Nesta técnica é utilizado um sistema de bombeamento com eficiência da ordem de 70-75%,
resultando em um valor de sucção medido entre 70 e 75kPa. Desta forma, considerando um
aterro de 17kPa, esta solução substituiria uma sobrecarga provisória de aproximadamente
4,0m de espessura. Atingidos os recalques previstos, o sistema é desligado e não há
necessidade de bota-fora. A tensão total em um solo saturado não se altera durante o
processo, conforme é possível verificar na equação a seguir:

𝜎𝑡 = (𝜎 ′ + ∆𝜎 ′ ) + (𝑢 − ∆𝑢)
Onde,
∆𝜎 ′ = ∆𝑢 = ∆𝜎𝑣𝑎𝑐
∆𝜎𝑣𝑎𝑐 = incremento na tensão de vácuo aplicada

Existem duas técnicas para o pré-carregamento por vácuo. A primeira é um sistema com
membranas, figura 09, que exige a escavação de uma vala no perímetro da área a ser
tratada, a qual deve ser escavada abaixo do nível do lençol freático.

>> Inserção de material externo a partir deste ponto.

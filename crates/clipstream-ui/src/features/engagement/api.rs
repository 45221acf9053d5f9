//! Toggle endpoints for engagement surfaces.
//!
//! # Design
//! - One empty POST per surface; responses carry no payload the client
//!   consumes.
//! - No retries here; reconciliation belongs to the trigger flow.

use crate::features::engagement::state::EngagementKind;
use crate::services::api::ApiClient;
use crate::services::error::ApiError;

/// Dispatch the toggle call for a subject.
pub(crate) async fn dispatch_toggle(
    client: &ApiClient,
    kind: EngagementKind,
    subject_id: u64,
) -> Result<(), ApiError> {
    match kind {
        EngagementKind::Like => client.post_empty(&format!("/videos/{subject_id}/like")).await,
        EngagementKind::Subscribe => {
            client.post_empty(&format!("/subscriptions/{subject_id}")).await
        }
    }
}
//! API helpers for accounts and sessions.

use crate::services::api::ApiClient;
use crate::services::error::ApiError;
use clipstream_api_models::{SessionResponse, SignInRequest, SignUpRequest, UserProfile};

/// Create a new account.
pub(crate) async fn sign_up(
    client: &ApiClient,
    request: &SignUpRequest,
) -> Result<UserProfile, ApiError> {
    client.post_json("/auth/signup", request).await
}

/// Establish a session.
pub(crate) async fn sign_in(
    client: &ApiClient,
    request: &SignInRequest,
) -> Result<SessionResponse, ApiError> {
    client.post_json("/auth/signin", request).await
}

/// Fetch the profile behind the current token.
pub(crate) async fn fetch_me(client: &ApiClient) -> Result<UserProfile, ApiError> {
    client.get_json("/users/me").await
}
#![forbid(unsafe_code)]
#![deny(
    warnings,
    dead_code,
    unused,
    unused_imports,
    unused_must_use,
    unreachable_pub,
    clippy::all,
    clippy::pedantic,
    clippy::cargo,
    clippy::nursery,
    rustdoc::broken_intra_doc_links,
    rustdoc::bare_urls,
    missing_docs
)]
#![allow(clippy::module_name_repetitions)]
#![allow(clippy::multiple_crate_versions)]
//! Clipstream web client.
//!
//! Yew front-end for the video platform: playback pages, engagement
//! toggles (likes/subscriptions) with optimistic reconciliation, support
//! inquiries, and account/session handling. DOM-free state and logic
//! compile for every target so the interaction flows are testable off
//! the browser; rendering and transport are wasm-only.

pub mod core;
pub mod features;
pub mod models;
pub mod services;

#[cfg(target_arch = "wasm32")]
mod app;
#[cfg(target_arch = "wasm32")]
mod components;

#[cfg(target_arch = "wasm32")]
pub use app::run_app;
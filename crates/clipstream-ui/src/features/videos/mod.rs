//! Video catalogue and playback feature.

#[cfg(target_arch = "wasm32")]
pub mod api;
pub mod state;
#[cfg(target_arch = "wasm32")]
pub mod view;
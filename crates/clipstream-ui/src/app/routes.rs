//! Routing definitions for the Clipstream UI.
use yew_router::prelude::*;

#[derive(Clone, Routable, PartialEq, Eq, Debug)]
pub(crate) enum Route {
    #[at("/")]
    Home,
    #[at("/videos/:id")]
    VideoDetail { id: String },
    #[at("/signin")]
    SignIn,
    #[at("/signup")]
    SignUp,
    #[at("/inquiries")]
    Inquiries,
    #[at("/inquiries/:id")]
    InquiryDetail { id: String },
    #[not_found]
    #[at("/404")]
    NotFound,
}
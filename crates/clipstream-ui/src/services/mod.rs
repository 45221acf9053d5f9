//! HTTP transport: the shared client and the error taxonomy it reports.
#[cfg(target_arch = "wasm32")]
pub(crate) mod api;
pub mod error;
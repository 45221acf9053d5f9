//! API helpers for the video catalogue.
//!
//! # Design
//! - Keep HTTP calls localized to the feature layer.
//! - Reuse the shared client for auth and error handling.

use crate::services::api::ApiClient;
use crate::services::error::ApiError;
use clipstream_api_models::{VideoDetail, VideoListResponse};

/// Fetch a catalogue page.
pub(crate) async fn fetch_videos(
    client: &ApiClient,
    page: u32,
    limit: u32,
) -> Result<VideoListResponse, ApiError> {
    client.get_json(&format!("/videos?page={page}&limit={limit}")).await
}

/// Fetch the detail payload for a video.
pub(crate) async fn fetch_video(client: &ApiClient, id: u64) -> Result<VideoDetail, ApiError> {
    client.get_json(&format!("/videos/{id}")).await
}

Figura 09 – Pré-carregamento por vácuo – técnica com membrana MARQUES, 2014)

Outro sistema também é utilizado no pré-carregamento por vácuo, não sendo necessária a
utilização de membrana e trincheira periférica. Neste, os drenos horizontais são ligados a
um sistema de tubulações.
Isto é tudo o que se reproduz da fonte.